Wonky cut-outs can be just as potent as those that more strictly adhere to what we traditionally think of as sexy. While the more obviously sexy cut-out might be one that falls squarely over a traditional erogenous zone, Valerie Steele thinks that it almost doesn’t matter where a cut-out falls on the body because “skin implies nakedness and therefore, as Barthes said, eroticism is where the garment gapes, where suddenly you’re showing a flash of skin… If you cover it up and you show a piece of skin then that’s an exciting revelation.”
By bringing focus to the – often female – body, cut-outs ask questions and speak volumes about where we’re at in terms of acceptance of different shapes and sizes in fashion and beyond. It is, generally, much more “acceptable” to wear a midriff-baring dress if your body fits within the narrow limits laid out by society.
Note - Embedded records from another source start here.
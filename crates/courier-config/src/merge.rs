//! Deep merge of TOML values with per-field source tracking.
//!
//! The merge operates on raw [`toml::Value`] trees rather than deserialized
//! structs, so a key missing from a file does not override the layer below.

use std::collections::HashMap;
use std::fmt;

/// Which configuration layer a value came from.
#[derive(Debug, Clone, PartialEq, Eq)]
pub enum ConfigLayer {
    /// Compiled-in defaults (`defaults.toml`).
    Defaults,
    /// A config file passed to the loader.
    File(String),
    /// Environment variable fallback.
    Environment,
}

impl fmt::Display for ConfigLayer {
    fn fmt(&self, f: &mut fmt::Formatter<'_>) -> fmt::Result {
        match self {
            Self::Defaults => write!(f, "defaults"),
            Self::File(path) => write!(f, "file ({path})"),
            Self::Environment => write!(f, "environment variable"),
        }
    }
}

/// Tracks which layer set each dotted field path.
pub type FieldSources = HashMap<String, ConfigLayer>;

/// Recursively deep-merge `overlay` into `base`, recording `layer` for every
/// leaf the overlay sets.
///
/// - Tables merge recursively per-field.
/// - Scalars and arrays from the overlay **replace** the base value.
///
/// `prefix` is the dotted path of `base` within the root.
pub fn deep_merge_tracking(
    base: &mut toml::Value,
    overlay: &toml::Value,
    prefix: &str,
    layer: &ConfigLayer,
    sources: &mut FieldSources,
) {
    match (base, overlay) {
        (toml::Value::Table(base_table), toml::Value::Table(overlay_table)) => {
            for (key, overlay_val) in overlay_table {
                let path = join_path(prefix, key);
                if let Some(base_val) = base_table.get_mut(key) {
                    if overlay_val.is_table() {
                        deep_merge_tracking(base_val, overlay_val, &path, layer, sources);
                    } else {
                        *base_val = overlay_val.clone();
                        sources.insert(path, layer.clone());
                    }
                } else {
                    base_table.insert(key.clone(), overlay_val.clone());
                    record_leaves(overlay_val, &path, layer, sources);
                }
            }
        },
        (base, overlay) => {
            *base = overlay.clone();
            sources.insert(prefix.to_owned(), layer.clone());
        },
    }
}

/// Record every leaf path under `val` as coming from `layer`.
pub fn record_leaves(
    val: &toml::Value,
    prefix: &str,
    layer: &ConfigLayer,
    sources: &mut FieldSources,
) {
    if let toml::Value::Table(table) = val {
        for (key, child) in table {
            record_leaves(child, &join_path(prefix, key), layer, sources);
        }
    } else {
        sources.insert(prefix.to_owned(), layer.clone());
    }
}

fn join_path(prefix: &str, key: &str) -> String {
    if prefix.is_empty() {
        key.to_owned()
    } else {
        format!("{prefix}.{key}")
    }
}

#[cfg(test)]
mod tests {
    use super::*;

    fn parse(s: &str) -> toml::Value {
        toml::from_str(s).unwrap()
    }

    fn deep_merge(base: &mut toml::Value, overlay: &toml::Value) {
        let layer = ConfigLayer::File("overlay.toml".to_owned());
        deep_merge_tracking(base, overlay, "", &layer, &mut FieldSources::new());
    }

    #[test]
    fn test_deep_merge_keeps_unset_keys() {
        let mut base = parse("[bus]\nreplay_capacity = 1\nduplicate_policy = \"reject\"");
        let overlay = parse("[bus]\nreplay_capacity = 8");

        deep_merge(&mut base, &overlay);

        assert_eq!(base["bus"]["replay_capacity"].as_integer(), Some(8));
        assert_eq!(base["bus"]["duplicate_policy"].as_str(), Some("reject"));
    }

    #[test]
    fn test_arrays_are_replaced_not_appended() {
        let mut base = parse("[logging]\ndirectives = [\"a=debug\"]");
        let overlay = parse("[logging]\ndirectives = [\"b=trace\"]");

        deep_merge(&mut base, &overlay);

        let directives = base["logging"]["directives"].as_array().unwrap();
        assert_eq!(directives.len(), 1);
        assert_eq!(directives[0].as_str(), Some("b=trace"));
    }

    #[test]
    fn test_tracking_records_only_overlay_leaves() {
        let mut base = parse("[bus]\nreplay_capacity = 1\ncallback_context = \"background\"");
        let mut sources = FieldSources::new();
        record_leaves(&base, "", &ConfigLayer::Defaults, &mut sources);

        let file = ConfigLayer::File("courier.toml".to_owned());
        let overlay = parse("[bus]\nreplay_capacity = 4\n[logging]\nlevel = \"debug\"");
        deep_merge_tracking(&mut base, &overlay, "", &file, &mut sources);

        assert_eq!(sources.get("bus.replay_capacity"), Some(&file));
        assert_eq!(sources.get("logging.level"), Some(&file));
        assert_eq!(
            sources.get("bus.callback_context"),
            Some(&ConfigLayer::Defaults)
        );
    }

    #[test]
    fn test_layer_display() {
        assert_eq!(ConfigLayer::Defaults.to_string(), "defaults");
        assert_eq!(
            ConfigLayer::File("a.toml".to_owned()).to_string(),
            "file (a.toml)"
        );
    }
}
Stark is plus-size and creates cut-out-saturated work for herself that could be read as what happens when you take wonky, sexualised cut-outs to their extreme. When she was previously working on “smaller" girls, she says, "I was trying to figure out how to make my designs more sexy and classically beautiful". A “cutaway would be something that would actually turn the outfit into something more subtle and sexy"; a peekaboo moment. When she turned her focus on herself, it wasn’t not about being sexy but it was also about emphasising “all the parts of my body that I was insecure about.”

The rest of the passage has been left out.